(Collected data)

· · ·

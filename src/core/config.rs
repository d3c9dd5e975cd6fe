use std::env;
use std::time::Duration;

use crate::shared::constants::DEFAULT_SITE_URL;

#[derive(Debug, Clone)]
pub struct Config {
    pub app: AppConfig,
    pub swagger: SwaggerConfig,
    pub lead_notify: LeadNotifyConfig,
    pub resend: ResendConfig,
}

#[derive(Debug, Clone)]
pub struct AppConfig {
    pub host: String,
    pub port: u16,
    pub max_request_body_size: usize,
    /// Origin allowed to post the lead form (`Access-Control-Allow-Origin`)
    pub site_url: String,
}

#[derive(Debug, Clone)]
pub struct SwaggerConfig {
    pub username: Option<String>,
    pub password: Option<String>,
    pub title: String,
    pub version: String,
    pub description: String,
}

/// Settings for the lead notification email.
///
/// The three delivery values are optional at startup: the service still boots
/// without them and every submission answers with a configuration error until
/// they are provided.
#[derive(Clone)]
pub struct LeadNotifyConfig {
    pub api_key: Option<String>,
    pub notify_to: Option<String>,
    pub notify_from: Option<String>,
    pub subject_template: String,
}

/// Delivery values of a fully configured [`LeadNotifyConfig`]
#[derive(Debug, Clone, PartialEq, Eq)]
pub struct NotifySettings<'a> {
    pub api_key: &'a str,
    pub notify_to: &'a str,
    pub notify_from: &'a str,
}

/// Resend HTTP API client configuration
#[derive(Debug, Clone)]
pub struct ResendConfig {
    pub api_url: String,
    pub timeout: Duration,
}

impl Config {
    pub fn from_env() -> Result<Self, String> {
        // Load .env file if exists, ignore if not found (optional for production)
        if let Err(e) = dotenvy::dotenv() {
            if !e.to_string().contains("not found") {
                eprintln!("Warning: Error loading .env file: {}", e);
            }
        }

        Ok(Config {
            app: AppConfig::from_env()?,
            swagger: SwaggerConfig::from_env()?,
            lead_notify: LeadNotifyConfig::from_env()?,
            resend: ResendConfig::from_env()?,
        })
    }
}

/// Reads an environment variable, treating an empty value as unset
fn non_empty_var(key: &str) -> Option<String> {
    env::var(key).ok().filter(|s| !s.trim().is_empty())
}

impl AppConfig {
    const DEFAULT_MAX_REQUEST_BODY_SIZE: usize = 64 * 1024; // 64KB

    pub fn from_env() -> Result<Self, String> {
        let host = env::var("HOST").unwrap_or_else(|_| "127.0.0.1".to_string());
        let port = env::var("PORT")
            .unwrap_or_else(|_| "3000".to_string())
            .parse::<u16>()
            .map_err(|e| format!("Invalid PORT: {}", e))?;

        let max_request_body_size = env::var("MAX_REQUEST_BODY_SIZE")
            .unwrap_or_else(|_| Self::DEFAULT_MAX_REQUEST_BODY_SIZE.to_string())
            .parse::<usize>()
            .map_err(|_| "MAX_REQUEST_BODY_SIZE must be a valid number".to_string())?;

        let site_url = non_empty_var("SITE_URL").unwrap_or_else(|| DEFAULT_SITE_URL.to_string());

        Ok(Self {
            host,
            port,
            max_request_body_size,
            site_url,
        })
    }

    pub fn server_address(&self) -> String {
        format!("{}:{}", self.host, self.port)
    }
}

impl SwaggerConfig {
    pub fn from_env() -> Result<Self, String> {
        // Only use credentials if they are non-empty
        let username = env::var("SWAGGER_USERNAME").ok().filter(|s| !s.is_empty());
        let password = env::var("SWAGGER_PASSWORD").ok().filter(|s| !s.is_empty());
        let title = env::var("SWAGGER_TITLE").unwrap_or_else(|_| "Say Kimcheese API".to_string());
        let version = env::var("SWAGGER_VERSION").unwrap_or_else(|_| "0.1.0".to_string());
        let description = env::var("SWAGGER_DESCRIPTION")
            .unwrap_or_else(|_| "Lead intake and showcase API for saykimcheese.com".to_string());

        Ok(Self {
            username,
            password,
            title,
            version,
            description,
        })
    }

    /// Returns credentials in "username:password" format if auth is enabled
    pub fn credentials(&self) -> Option<String> {
        match (&self.username, &self.password) {
            (Some(user), Some(pass)) => Some(format!("{}:{}", user, pass)),
            _ => None,
        }
    }
}

impl LeadNotifyConfig {
    pub const API_KEY_VAR: &'static str = "RESEND_API_KEY";
    pub const NOTIFY_TO_VAR: &'static str = "LEAD_NOTIFY_TO";
    pub const NOTIFY_FROM_VAR: &'static str = "LEAD_NOTIFY_FROM";

    pub const DEFAULT_SUBJECT_TEMPLATE: &'static str = "New lead: {{ name }} — saykimcheese";

    pub fn from_env() -> Result<Self, String> {
        let subject_template = non_empty_var("LEAD_SUBJECT_TEMPLATE")
            .unwrap_or_else(|| Self::DEFAULT_SUBJECT_TEMPLATE.to_string());

        Ok(Self {
            api_key: non_empty_var(Self::API_KEY_VAR),
            notify_to: non_empty_var(Self::NOTIFY_TO_VAR),
            notify_from: non_empty_var(Self::NOTIFY_FROM_VAR),
            subject_template,
        })
    }

    /// Names of the delivery variables that are not set, in a stable order
    pub fn missing(&self) -> Vec<&'static str> {
        [
            (self.api_key.is_none(), Self::API_KEY_VAR),
            (self.notify_to.is_none(), Self::NOTIFY_TO_VAR),
            (self.notify_from.is_none(), Self::NOTIFY_FROM_VAR),
        ]
        .into_iter()
        .filter_map(|(absent, name)| absent.then_some(name))
        .collect()
    }

    /// Returns the delivery values, or the names of the missing ones
    pub fn settings(&self) -> Result<NotifySettings<'_>, Vec<&'static str>> {
        match (&self.api_key, &self.notify_to, &self.notify_from) {
            (Some(api_key), Some(notify_to), Some(notify_from)) => Ok(NotifySettings {
                api_key,
                notify_to,
                notify_from,
            }),
            _ => Err(self.missing()),
        }
    }
}

// Hand-written so the API key never ends up in logs
impl std::fmt::Debug for LeadNotifyConfig {
    fn fmt(&self, f: &mut std::fmt::Formatter<'_>) -> std::fmt::Result {
        f.debug_struct("LeadNotifyConfig")
            .field("api_key", &self.api_key.as_ref().map(|_| "***"))
            .field("notify_to", &self.notify_to)
            .field("notify_from", &self.notify_from)
            .field("subject_template", &self.subject_template)
            .finish()
    }
}

impl ResendConfig {
    const DEFAULT_API_URL: &'static str = "https://api.resend.com";
    const DEFAULT_TIMEOUT_SECS: u64 = 10;

    pub fn from_env() -> Result<Self, String> {
        let api_url = non_empty_var("RESEND_API_URL")
            .unwrap_or_else(|| Self::DEFAULT_API_URL.to_string())
            .trim_end_matches('/')
            .to_string();

        let timeout_secs = env::var("RESEND_TIMEOUT_SECS")
            .unwrap_or_else(|_| Self::DEFAULT_TIMEOUT_SECS.to_string())
            .parse::<u64>()
            .map_err(|_| "RESEND_TIMEOUT_SECS must be a valid number".to_string())?;

        Ok(Self {
            api_url,
            timeout: Duration::from_secs(timeout_secs),
        })
    }
}
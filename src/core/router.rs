use std::sync::Arc;

use axum::{extract::DefaultBodyLimit, http::StatusCode, routing::get, Router};
use tower_http::set_header::SetResponseHeaderLayer;

use crate::core::middleware::SecurityHeaders;
use crate::features::leads::{routes as leads_routes, LeadService};
use crate::features::showcase::{routes as showcase_routes, ShowcaseService};

/// Services shared by the API routes
#[derive(Clone)]
pub struct AppServices {
    pub lead_service: Arc<LeadService>,
    pub showcase_service: Arc<ShowcaseService>,
}

async fn health_check() -> StatusCode {
    StatusCode::OK
}

async fn not_found() -> (StatusCode, &'static str) {
    (StatusCode::NOT_FOUND, "Not found")
}

/// API routes with the body limit and security headers applied.
pub fn api_router(
    services: AppServices,
    security: SecurityHeaders,
    max_request_body_size: usize,
) -> Router {
    let routes = Router::new()
        .route("/health", get(health_check))
        .merge(leads_routes::routes(services.lead_service))
        .merge(showcase_routes::routes(services.showcase_service))
        .fallback(not_found);

    with_api_layers(routes, security, max_request_body_size)
}

/// Body limit plus one overriding header layer per security header.
///
/// Layers wrap the fallback too, so unknown paths get the headers.
pub fn with_api_layers(
    router: Router,
    security: SecurityHeaders,
    max_request_body_size: usize,
) -> Router {
    security.headers().into_iter().fold(
        router.layer(DefaultBodyLimit::max(max_request_body_size)),
        |router, (name, value)| router.layer(SetResponseHeaderLayer::overriding(name, value)),
    )
}

#[cfg(test)]
mod tests {
    use super::*;
    use axum::http::header;
    use axum_test::TestServer;

    use crate::shared::test_helpers::{test_notify_config, MockEmailProvider};

    fn server(max_body: usize) -> TestServer {
        let services = AppServices {
            lead_service: Arc::new(
                LeadService::new(test_notify_config(), Arc::new(MockEmailProvider::new()))
                    .unwrap(),
            ),
            showcase_service: Arc::new(ShowcaseService::new()),
        };
        let security = SecurityHeaders::new("https://saykimcheese.test").unwrap();
        TestServer::new(api_router(services, security, max_body)).unwrap()
    }

    #[tokio::test]
    async fn test_health_check() {
        let response = server(64 * 1024).get("/health").await;

        response.assert_status_ok();
        assert_eq!(response.header(header::X_FRAME_OPTIONS), "DENY");
    }

    #[tokio::test]
    async fn test_fallback() {
        let response = server(64 * 1024).post("/api/leads").await;

        response.assert_status_not_found();
        response.assert_text("Not found");
    }

    #[tokio::test]
    async fn test_security_headers_override_handler_values() {
        async fn framed() -> ([(header::HeaderName, &'static str); 1], &'static str) {
            ([(header::X_FRAME_OPTIONS, "SAMEORIGIN")], "framed")
        }

        let app = with_api_layers(
            Router::new().route("/framed", get(framed)),
            SecurityHeaders::new("https://saykimcheese.test").unwrap(),
            1024,
        );
        let server = TestServer::new(app).unwrap();

        let response = server.get("/framed").await;
        response.assert_status_ok();
        assert_eq!(
            response
                .headers()
                .get_all(header::X_FRAME_OPTIONS)
                .iter()
                .count(),
            1
        );
        assert_eq!(response.header(header::X_FRAME_OPTIONS), "DENY");
    }

    #[tokio::test]
    async fn test_oversized_body_rejected() {
        let message = "m".repeat(4096);
        let response = server(1024)
            .post("/api/lead")
            .form(&[
                ("name", "Jane Doe"),
                ("email", "jane@example.com"),
                ("message", message.as_str()),
            ])
            .await;

        response.assert_status(StatusCode::PAYLOAD_TOO_LARGE);
        assert_eq!(response.header(header::X_CONTENT_TYPE_OPTIONS), "nosniff");
    }
}
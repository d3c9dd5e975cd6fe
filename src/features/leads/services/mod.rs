mod lead_service;

pub use lead_service::*;
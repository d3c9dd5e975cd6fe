mod showcase_handler;

pub use showcase_handler::*;
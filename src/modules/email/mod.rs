//! Transactional email delivery.
//!
//! [`EmailProvider`] is the boundary the lead pipeline talks to; the Resend
//! HTTP API is the production implementation.

mod provider;
mod resend_client;

pub use provider::{EmailError, EmailProvider, OutgoingEmail, SentEmail};
pub use resend_client::ResendClient;
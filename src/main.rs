mod core;
mod features;
mod modules;
mod shared;

use crate::core::config::Config;
use crate::core::middleware::{self, SecurityHeaders};
use crate::core::openapi::{ApiDoc, SwaggerInfoModifier};
use crate::core::router::{api_router, AppServices};
use crate::features::leads::LeadService;
use crate::features::showcase::ShowcaseService;
use crate::modules::email::ResendClient;
use axum::{middleware::from_fn, Router};
use std::sync::Arc;
use tower::ServiceBuilder;
use tower_http::request_id::{PropagateRequestIdLayer, SetRequestIdLayer};
use tower_http::trace::{DefaultOnRequest, DefaultOnResponse, TraceLayer};
use tracing::Level;
use tracing_subscriber::{layer::SubscriberExt, util::SubscriberInitExt};
use utoipa::Modify;
use utoipa::OpenApi;
use utoipa_swagger_ui::SwaggerUi;

fn main() -> anyhow::Result<()> {
    // Build Tokio runtime with configurable worker threads
    let worker_threads = std::env::var("TOKIO_WORKER_THREADS")
        .ok()
        .and_then(|s| s.parse().ok())
        .unwrap_or_else(|| {
            std::thread::available_parallelism()
                .map(|p| p.get())
                .unwrap_or(4)
        });

    let runtime = tokio::runtime::Builder::new_multi_thread()
        .worker_threads(worker_threads)
        .enable_all()
        .build()?;

    runtime.block_on(async_main(worker_threads))
}

async fn async_main(worker_threads: usize) -> anyhow::Result<()> {
    // Load .env file BEFORE initializing logger so RUST_LOG is available
    let _ = dotenvy::dotenv();

    tracing_subscriber::registry()
        .with(
            tracing_subscriber::EnvFilter::try_from_default_env().unwrap_or_else(|_| "info".into()),
        )
        .with(tracing_subscriber::fmt::layer())
        .init();

    let config = Config::from_env().map_err(|e| anyhow::anyhow!(e))?;

    tracing::info!(
        "System info: tokio_worker_threads={}, pid={}",
        worker_threads,
        std::process::id()
    );
    tracing::info!("Configuration loaded successfully");

    // Missing delivery settings are not fatal; submissions answer 500 until they are set
    let missing = config.lead_notify.missing();
    if missing.is_empty() {
        tracing::info!("Lead notification settings present");
    } else {
        tracing::warn!(
            missing = ?missing,
            "Lead notification settings incomplete, submissions will be rejected"
        );
    }

    let resend_client = ResendClient::new(&config.resend)
        .map_err(|e| anyhow::anyhow!("Failed to create Resend client: {}", e))?;
    let lead_service = Arc::new(
        LeadService::new(config.lead_notify.clone(), Arc::new(resend_client))
            .map_err(|e| anyhow::anyhow!("Failed to initialize lead service: {}", e))?,
    );
    tracing::info!("Lead service initialized (Resend: {})", config.resend.api_url);

    let showcase_service = Arc::new(ShowcaseService::new());
    tracing::info!("Showcase service initialized");

    let security = SecurityHeaders::new(&config.app.site_url)
        .map_err(|e| anyhow::anyhow!("Invalid SITE_URL for CORS header: {}", e))?;

    // Build application router with dynamic swagger config
    let swagger_modifier = SwaggerInfoModifier {
        title: config.swagger.title.clone(),
        version: config.swagger.version.clone(),
        description: config.swagger.description.clone(),
    };

    let mut openapi = ApiDoc::openapi();
    swagger_modifier.modify(&mut openapi);

    // Swagger UI stays outside the security headers; its CSP would block the UI scripts
    let swagger = if let Some(credentials) = config.swagger.credentials() {
        tracing::info!("Swagger UI basic auth enabled");
        Router::new()
            .merge(SwaggerUi::new("/swagger-ui").url("/api-docs/openapi.json", openapi))
            .layer(from_fn(middleware::basic_auth_middleware(Arc::new(
                credentials,
            ))))
    } else {
        tracing::info!("Swagger UI basic auth disabled (no credentials configured)");
        Router::new().merge(SwaggerUi::new("/swagger-ui").url("/api-docs/openapi.json", openapi))
    };

    let services = AppServices {
        lead_service,
        showcase_service,
    };

    let app = Router::new()
        .merge(swagger)
        .merge(api_router(
            services,
            security,
            config.app.max_request_body_size,
        ))
        .layer(
            ServiceBuilder::new()
                // Generate X-Request-Id using UUID v7 (or use client-provided one)
                .layer(SetRequestIdLayer::x_request_id(middleware::MakeRequestUuid))
                .layer(
                    TraceLayer::new_for_http()
                        .make_span_with(middleware::MakeSpanWithRequestId)
                        .on_request(DefaultOnRequest::new().level(Level::INFO))
                        .on_response(DefaultOnResponse::new().level(Level::INFO)),
                )
                // Propagate X-Request-Id to response headers
                .layer(PropagateRequestIdLayer::x_request_id()),
        );

    // Start server
    let addr = config.app.server_address();
    let socket_addr: std::net::SocketAddr = addr
        .parse()
        .map_err(|e| anyhow::anyhow!("Invalid address: {}", e))?;

    let socket = socket2::Socket::new(
        socket2::Domain::for_address(socket_addr),
        socket2::Type::STREAM,
        Some(socket2::Protocol::TCP),
    )?;

    socket.set_reuse_address(true)?;
    socket.set_nodelay(true)?;

    let keepalive = socket2::TcpKeepalive::new().with_time(std::time::Duration::from_secs(60));
    socket.set_tcp_keepalive(&keepalive)?;

    socket.set_nonblocking(true)?;
    socket.bind(&socket_addr.into())?;
    socket.listen(1024)?;

    let listener = tokio::net::TcpListener::from_std(socket.into())?;
    tracing::info!("Server listening on {}", format!("http://{}", addr));
    tracing::info!(
        "Swagger UI available at {}",
        format!("http://{}/swagger-ui/", addr)
    );

    axum::serve(listener, app).await?;

    Ok(())
}
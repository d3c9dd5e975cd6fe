mod lead_handler;

pub use lead_handler::*;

· · ·

## ACTIVITY
Every line that holds the string "Returns" must be copied from the records above.

## SOLUTION TO THIS TASK
    /// Returns credentials in "username:password" format if auth is enabled
    /// Returns the delivery values, or the names of the missing ones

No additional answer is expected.